Talep; ihtiyati haciz talebinin kabulüne itirazın reddi kararının kaldırılması istemine ilişkindir.
İstinaf kanun yolu başvurusuna konu edilen karar hakkında; 6100 sayılı HMK’nın 355. maddesindeki düzenleme gereğince, istinaf dilekçesinde belirtilen nedenler ve kamu düzenine ilişkin aykırılık bulunup bulunmadığı hususlarıyla sınırlı olarak inceleme yapılmıştır.
Davacı taraf, ihtiyati haciz talebinde bulunarak, 05/10/2021 tarihinde mutabakat metninin ekinde sevk irsaliyeleri ve faturalara dayanmıştır.
Davalı taraf ise; ihtiyati haciz kararına itiraz ederek, 17/08/2021 tarihli tasfiye protokolüne dayanmıştır.
Somut olayda; ihtiyati haciz talep eden satıcı, aleyhine ihtiyati haciz talep edilen ise, alıcıdır, aralarındaki ilişki ticari satıma dayanmaktadır. Tarafların dosyaya sundukları fatura ve sevk irsaliyeleri ile mutabakat metninin daha yakın tarihli oluşları birlikte değerlendirildiğinde, mahkemenin verdiği kararda usul ve yasaya aykırılık bulunmamaktadır.
Sonuç olarak, yapılan yargılamaya, toplanan delillere ve dosya içeriğine göre, mahkeme kararı ve dayandığı gerekçeler usul ve yasaya uygun bulunduğundan, yerel mahkeme kararına karşı yerinde olmayan istinaf isteminin HMK’nun 353/1-b-1 maddesi gereğince esastan reddine karar verilerek, aşağıdaki hüküm kurulmuştur.

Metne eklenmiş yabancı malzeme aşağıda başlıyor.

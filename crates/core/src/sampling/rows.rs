//! Per-row state keyed by dense batch index, and its compaction.

use std::collections::BTreeMap;

use crate::error::SamplingError;

/// Optional per-row state for a batch.
///
/// Rows without an entry are untouched by whatever owns the map. Keys always
/// lie in `[0, batch_size)`.
#[derive(Debug, Clone, PartialEq)]
pub struct RowMap<T> {
    entries: BTreeMap<usize, T>,
}

impl<T> Default for RowMap<T> {
    fn default() -> Self {
        Self {
            entries: BTreeMap::new(),
        }
    }
}

impl<T> RowMap<T> {
    pub fn new() -> Self {
        Self::default()
    }

    pub fn insert(&mut self, row: usize, state: T) {
        self.entries.insert(row, state);
    }

    pub fn get(&self, row: usize) -> Option<&T> {
        self.entries.get(&row)
    }

    pub fn contains(&self, row: usize) -> bool {
        self.entries.contains_key(&row)
    }

    pub fn len(&self) -> usize {
        self.entries.len()
    }

    pub fn is_empty(&self) -> bool {
        self.entries.is_empty()
    }

    /// Entries in ascending row order.
    pub fn iter(&self) -> impl Iterator<Item = (usize, &T)> {
        self.entries.iter().map(|(&row, state)| (row, state))
    }

    pub fn iter_mut(&mut self) -> impl Iterator<Item = (usize, &mut T)> {
        self.entries.iter_mut().map(|(&row, state)| (row, state))
    }

    /// Re-key to the dense index space of `retained`.
    ///
    /// `retained[new]` is the old row that becomes row `new`. Surviving state
    /// is moved, never rebuilt.
    pub fn compact(mut self, retained: &[usize]) -> Self {
        let mut entries = BTreeMap::new();
        for (new_row, old_row) in retained.iter().enumerate() {
            if let Some(state) = self.entries.remove(old_row) {
                entries.insert(new_row, state);
            }
        }
        Self { entries }
    }
}

impl<T> FromIterator<(usize, T)> for RowMap<T> {
    fn from_iter<I: IntoIterator<Item = (usize, T)>>(iter: I) -> Self {
        Self {
            entries: iter.into_iter().collect(),
        }
    }
}

/// Check that `retained` is a strictly increasing list of rows below `batch_size`.
pub fn validate_filter_indices(retained: &[usize], batch_size: usize) -> Result<(), SamplingError> {
    let mut previous: Option<usize> = None;
    for &index in retained {
        let ordered = previous.map_or(true, |p| index > p);
        if index >= batch_size || !ordered {
            return Err(SamplingError::InvalidFilter { index, batch_size });
        }
        previous = Some(index);
    }
    Ok(())
}

#[cfg(test)]
mod tests {
    use super::*;

    #[test]
    fn compact_renumbers_surviving_rows() {
        let map: RowMap<&str> = [(0, "a"), (2, "c"), (3, "d")].into_iter().collect();
        let compacted = map.compact(&[1, 2, 3]);
        let entries: Vec<_> = compacted.iter().collect();
        assert_eq!(entries, vec![(1, &"c"), (2, &"d")]);
    }

    #[test]
    fn compact_to_untouched_rows_is_empty() {
        let map: RowMap<u8> = [(1, 9)].into_iter().collect();
        assert!(map.compact(&[0, 2]).is_empty());
    }

    #[test]
    fn validate_rejects_out_of_range_and_unordered() {
        assert!(validate_filter_indices(&[0, 2], 3).is_ok());
        assert!(validate_filter_indices(&[], 3).is_ok());
        assert!(matches!(
            validate_filter_indices(&[0, 3], 3),
            Err(SamplingError::InvalidFilter { index: 3, .. })
        ));
        assert!(validate_filter_indices(&[2, 1], 3).is_err());
        assert!(validate_filter_indices(&[1, 1], 3).is_err());
    }
}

HÜKÜM : Gerekçesi yukarıda açıklandığı üzere;
1-Manisa Asliye Ticaret Mahkemesi’nin 2021/49 D.iş 2021/49 Karar sayılı 01/12/2021 tarihli ek kararına karşı aleyhine ihtiyati haciz talep edilen istinaf başvuru sebeplerinin HMK’nın 353/1-b-1. maddesi uyarınca ESASTAN REDDİNE,
2-İstinaf kanun yoluna başvuran aleyhine ihtiyati haciz talep edilen taraftan alınması gereken 80,70 TL istinaf harcından başlangıçta alınan 59,30 TL’nin mahsubu ile bakiye kalan 21,40 TL’nin aleyhine ihtiyati haciz talep edilen taraftan alınarak hazineye gelir kaydına,
3-Aleyhine ihtiyati haciz talep edilen tarafından yapılan istinaf masrafının üzerinde bırakılmasına,
4-Artan gider avansının karar kesinleştiğinde yatırana iadesine,
5-İstinaf yargılamasında duruşma açılmadığından karşı taraf yararına vekalet ücreti takdirine yer olmadığına,
6-Kararın taraflara tebliği, kesinleştirme, harç ikmali ve gider avansı iadesi işlemlerinin yerel mahkemece yerine getirilmesine,
Dosya üzerinden yapılan inceleme neticesinde, HMK’nın 362/(1)-f maddesi uyarınca kesin olmak üzere 23/03/2022 tarihinde oy birliğiyle karar verildi.